-- Data supplied follows --

//! Card issuance for new accounts.

use rand::Rng;

use paygate_types::Card;

/// Issues random card credentials.
///
/// Numbers are nine digits starting at 233333333; uniqueness is checked by the caller.
pub fn issue_card() -> Card {
    let mut rng = rand::rng();

    Card {
        number: rng.random_range(233_333_333..999_999_999u32).to_string(),
        expiry_month: rng.random_range(1..=12),
        expiry_year: rng.random_range(2..=25),
        security_code: rng.random_range(100..=998u32).to_string(),
    }
}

-- Data supplied concluded --

> [What the task asks]:
Return the records in their entirety. Keep every character as it is.

> [Answer area]:
//! Card issuance for new accounts.

use rand::Rng;

use paygate_types::Card;

/// Issues random card credentials.
///
/// Numbers are nine digits starting at 233333333; uniqueness is checked by the caller.
pub fn issue_card() -> Card {
    let mut rng = rand::rng();

    Card {
        number: rng.random_range(233_333_333..999_999_999u32).to_string(),
        expiry_month: rng.random_range(1..=12),
        expiry_year: rng.random_range(2..=25),
        security_code: rng.random_range(100..=998u32).to_string(),
    }
}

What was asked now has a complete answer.